Ses évidentes dispositions l'amènent à être nommé maître de chapelle de plusieurs cathédrales, d'abord, toujours sur les bords de la Loire, à Sainte-Croix d'Orléans (qui compta aussi comme maîtres de musique Guillaume Minoret, futur sous-maître de la Chapelle royale, Nicolas Grogniard et Louis Homet, dont les motets nous sont parvenus encore grâce à Brossard), puis un peu plus loin, à Senlis puis à Meaux.
Comme trente-cinq de ses confrères, il se présente au grand concours de 1683, mais sans succès.

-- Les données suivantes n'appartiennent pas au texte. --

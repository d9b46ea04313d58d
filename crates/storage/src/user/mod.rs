// Copyright 2025 New Vector Ltd.
//
// SPDX-License-Identifier: AGPL-3.0-only OR LicenseRef-Element-Commercial
// Please see LICENSE files in the repository root for full details.

//! Local accounts and their email addresses

use async_trait::async_trait;
use avs_data_model::User;
use rand_core::RngCore;
use ulid::Ulid;

use crate::{Clock, repository_impl};

mod email;

pub use self::email::UserEmailRepository;

/// Reads and writes [`User`] rows
#[async_trait]
pub trait UserRepository: Send + Sync {
    /// Backend error type
    type Error;

    /// Get a [`User`] by its ID, or `None` if there is no such user
    ///
    /// # Errors
    ///
    /// Returns [`Self::Error`] if the backend fails
    async fn lookup(&mut self, id: Ulid) -> Result<Option<User>, Self::Error>;

    /// Get a [`User`] by its localpart, or `None` if there is no such user
    ///
    /// # Errors
    ///
    /// Returns [`Self::Error`] if the backend fails
    async fn find_by_username(&mut self, username: &str) -> Result<Option<User>, Self::Error>;

    /// Register a new local account, created at the current time of `clock`
    ///
    /// # Errors
    ///
    /// Returns [`Self::Error`] if the backend fails, or if the username is
    /// already taken
    async fn add(
        &mut self,
        rng: &mut (dyn RngCore + Send),
        clock: &dyn Clock,
        username: String,
    ) -> Result<User, Self::Error>;

    /// The profile display name of the account, if it has one
    ///
    /// # Errors
    ///
    /// Returns [`Self::Error`] if the backend fails
    async fn display_name(&mut self, user: &User) -> Result<Option<String>, Self::Error>;

    /// Replace the display name of the account. `None` clears it.
    ///
    /// # Errors
    ///
    /// Returns [`Self::Error`] if the backend fails
    async fn set_display_name(
        &mut self,
        user: &User,
        display_name: Option<String>,
    ) -> Result<(), Self::Error>;
}

repository_impl!(UserRepository:
    async fn lookup(&mut self, id: Ulid) -> Result<Option<User>, Self::Error>;
    async fn find_by_username(&mut self, username: &str) -> Result<Option<User>, Self::Error>;
    async fn add(
        &mut self,
        rng: &mut (dyn RngCore + Send),
        clock: &dyn Clock,
        username: String,
    ) -> Result<User, Self::Error>;
    async fn display_name(&mut self, user: &User) -> Result<Option<String>, Self::Error>;
    async fn set_display_name(
        &mut self,
        user: &User,
        display_name: Option<String>,
    ) -> Result<(), Self::Error>;
);
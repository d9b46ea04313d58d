// Copyright 2025 New Vector Ltd.
//
// SPDX-License-Identifier: AGPL-3.0-only OR LicenseRef-Element-Commercial
// Please see LICENSE files in the repository root for full details.

use std::time::Instant;

use async_trait::async_trait;
use avs_storage::{
    BoxRepository, BoxRepositoryFactory, MapErr, Repository, RepositoryAccess, RepositoryError,
    RepositoryFactory, RepositoryTransaction,
    account_validity::AccountValidityRepository,
    user::{UserEmailRepository, UserRepository},
};
use futures_util::{FutureExt, future::BoxFuture};
use sqlx::{PgConnection, PgPool, Postgres, Transaction};
use tracing::Instrument;

use crate::{
    DatabaseError,
    account_validity::PgAccountValidityRepository,
    telemetry::{DB_CLIENT_CONNECTIONS_CREATE_TIME_HISTOGRAM, record_transaction},
    user::{PgUserEmailRepository, PgUserRepository},
};

/// Hands out one [`PgRepository`] per unit of work, each in its own
/// transaction on the shared pool
#[derive(Clone)]
pub struct PgRepositoryFactory {
    pool: PgPool,
}

impl PgRepositoryFactory {
    /// Wrap a connection pool
    #[must_use]
    pub fn new(pool: PgPool) -> Self {
        Self { pool }
    }

    /// Box the factory, as expected by the scanner
    #[must_use]
    pub fn boxed(self) -> BoxRepositoryFactory {
        Box::new(self)
    }
}

#[async_trait]
impl RepositoryFactory for PgRepositoryFactory {
    async fn create(&self) -> Result<BoxRepository, RepositoryError> {
        let started = Instant::now();
        let repo = PgRepository::from_pool(&self.pool)
            .await
            .map_err(RepositoryError::from_error)?;

        let elapsed = u64::try_from(started.elapsed().as_millis()).unwrap_or(u64::MAX);
        DB_CLIENT_CONNECTIONS_CREATE_TIME_HISTOGRAM.record(elapsed, &[]);

        Ok(repo.boxed())
    }
}

/// A set of repositories sharing a single PostgreSQL transaction
///
/// Nothing is visible to other connections until [`RepositoryTransaction::save`]
/// is called. Dropping the repository rolls the transaction back.
pub struct PgRepository {
    txn: Transaction<'static, Postgres>,
}

impl PgRepository {
    /// Start a transaction on the pool
    ///
    /// # Errors
    ///
    /// Returns a [`DatabaseError`] if no connection could be acquired or the
    /// transaction could not be started
    pub async fn from_pool(pool: &PgPool) -> Result<Self, DatabaseError> {
        let txn = pool.begin().await?;
        Ok(Self { txn })
    }

    /// Erase the backend type, converting errors to [`RepositoryError`]
    #[must_use]
    pub fn boxed(self) -> BoxRepository {
        Box::new(MapErr::new(self, RepositoryError::from_error))
    }

    fn conn(&mut self) -> &mut PgConnection {
        &mut self.txn
    }
}

impl Repository<DatabaseError> for PgRepository {}

impl RepositoryTransaction for PgRepository {
    type Error = DatabaseError;

    fn save(self: Box<Self>) -> BoxFuture<'static, Result<(), Self::Error>> {
        async move {
            self.txn.commit().await?;
            record_transaction("commit");
            Ok(())
        }
        .instrument(tracing::info_span!("db.save"))
        .boxed()
    }

    fn cancel(self: Box<Self>) -> BoxFuture<'static, Result<(), Self::Error>> {
        async move {
            self.txn.rollback().await?;
            record_transaction("rollback");
            Ok(())
        }
        .instrument(tracing::info_span!("db.cancel"))
        .boxed()
    }
}

impl RepositoryAccess for PgRepository {
    type Error = DatabaseError;

    fn user<'c>(&'c mut self) -> Box<dyn UserRepository<Error = Self::Error> + 'c> {
        Box::new(PgUserRepository::new(self.conn()))
    }

    fn user_email<'c>(&'c mut self) -> Box<dyn UserEmailRepository<Error = Self::Error> + 'c> {
        Box::new(PgUserEmailRepository::new(self.conn()))
    }

    fn account_validity<'c>(
        &'c mut self,
    ) -> Box<dyn AccountValidityRepository<Error = Self::Error> + 'c> {
        Box::new(PgAccountValidityRepository::new(self.conn()))
    }
}
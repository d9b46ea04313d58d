// Copyright 2025 New Vector Ltd.
//
// SPDX-License-Identifier: AGPL-3.0-only OR LicenseRef-Element-Commercial
// Please see LICENSE files in the repository root for full details.

//! Diagnostic utility to check the health of the deployment

use std::process::ExitCode;

use avs_config::{AppConfig, ConfigurationSection, EmailTransportKind};
use avs_storage_pg::MIGRATOR;
use clap::Parser;
use figment::Figment;
use tracing::{error, info, info_span, warn};

use crate::util::{
    database_connection_from_config, mailer_from_config, policy_from_config,
    templates_from_config,
};

#[derive(Parser, Debug)]
pub(super) struct Options {}

impl Options {
    pub async fn run(self, figment: &Figment) -> anyhow::Result<ExitCode> {
        let _span = info_span!("cli.doctor").entered();
        info!("💡 Running diagnostics, using the same configuration files as the worker.");

        let config = AppConfig::extract(figment).map_err(anyhow::Error::from_boxed)?;
        let mut healthy = true;

        if config.account_validity.enabled {
            let policy = policy_from_config(&config.account_validity)?;
            info!(
                period = %policy.period,
                renew_at = %policy.renew_at,
                "✅ Account validity is enabled"
            );
        } else {
            warn!(
                "⚠️ Account validity is disabled (`account_validity.enabled`), the worker will not send any renewal email."
            );
        }

        if config.http.public_base.scheme() != "https" {
            warn!(
                public_base = %config.http.public_base,
                "⚠️ The public base in the config (`http.public_base`) is not an HTTPS URL, renewal links sent by email will not be secure."
            );
        }

        match database_connection_from_config(&config.database).await {
            Ok(mut conn) => {
                info!("✅ Connected to the database");

                let applied = sqlx::query_scalar::<_, i64>(
                    "SELECT COUNT(*) FROM _sqlx_migrations WHERE success",
                )
                .fetch_one(&mut conn)
                .await;

                let expected = MIGRATOR.iter().count();
                match applied {
                    Ok(applied) if usize::try_from(applied).is_ok_and(|a| a == expected) => {
                        info!("✅ The database schema is up to date");
                    }
                    _ => {
                        healthy = false;
                        error!(
                            "❌ The database schema is not up to date, run `avs-cli database migrate`"
                        );
                    }
                }
            }
            Err(e) => {
                healthy = false;
                error!(
                    error = &*e as &dyn std::error::Error,
                    "❌ Could not connect to the database (`database` section)"
                );
            }
        }

        let templates = match templates_from_config(&config.templates).await {
            Ok(templates) => {
                info!("✅ Templates loaded");
                Some(templates)
            }
            Err(e) => {
                healthy = false;
                error!(
                    error = &*e as &dyn std::error::Error,
                    "❌ Could not load the templates (`templates.path`)"
                );
                None
            }
        };

        if let Some(templates) = templates {
            let mailer = mailer_from_config(&config.email, &config.account_validity, &templates)?;
            match mailer.test_connection().await {
                Ok(()) if config.email.transport() == EmailTransportKind::Blackhole => {
                    warn!(
                        "⚠️ Emails are not sent anywhere (`email.transport` is `blackhole`), users will not receive their renewal links."
                    );
                }
                Ok(()) => info!("✅ Connected to the mail backend"),
                Err(e) => {
                    healthy = false;
                    error!(
                        error = &e as &dyn std::error::Error,
                        "❌ Could not connect to the mail backend (`email` section)"
                    );
                }
            }
        }

        Ok(if healthy {
            ExitCode::SUCCESS
        } else {
            ExitCode::FAILURE
        })
    }
}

Tabart quitte alors Orléans pour Senlis, où il ne reste cependant pas très longtemps, s'installant définitivement à Meaux, où on le trouve dès 1685 comme « grand chapelain» de la cathédrale Saint-Étienne, puis comme maître de musique, fonction qu'il occupe jusqu'en 1698.
Cette année-là, la maîtrise se trouvant en effet « vacante », Brossard pose sa candidature et obtient le poste.
Tabart, pourtant âgé seulement de 5 3 ans, n'avait peut-être plus la santé nécessaire pour y accomplir sa tâche; il demeure cependant à Meaux jusqu'à la fin de sa vie.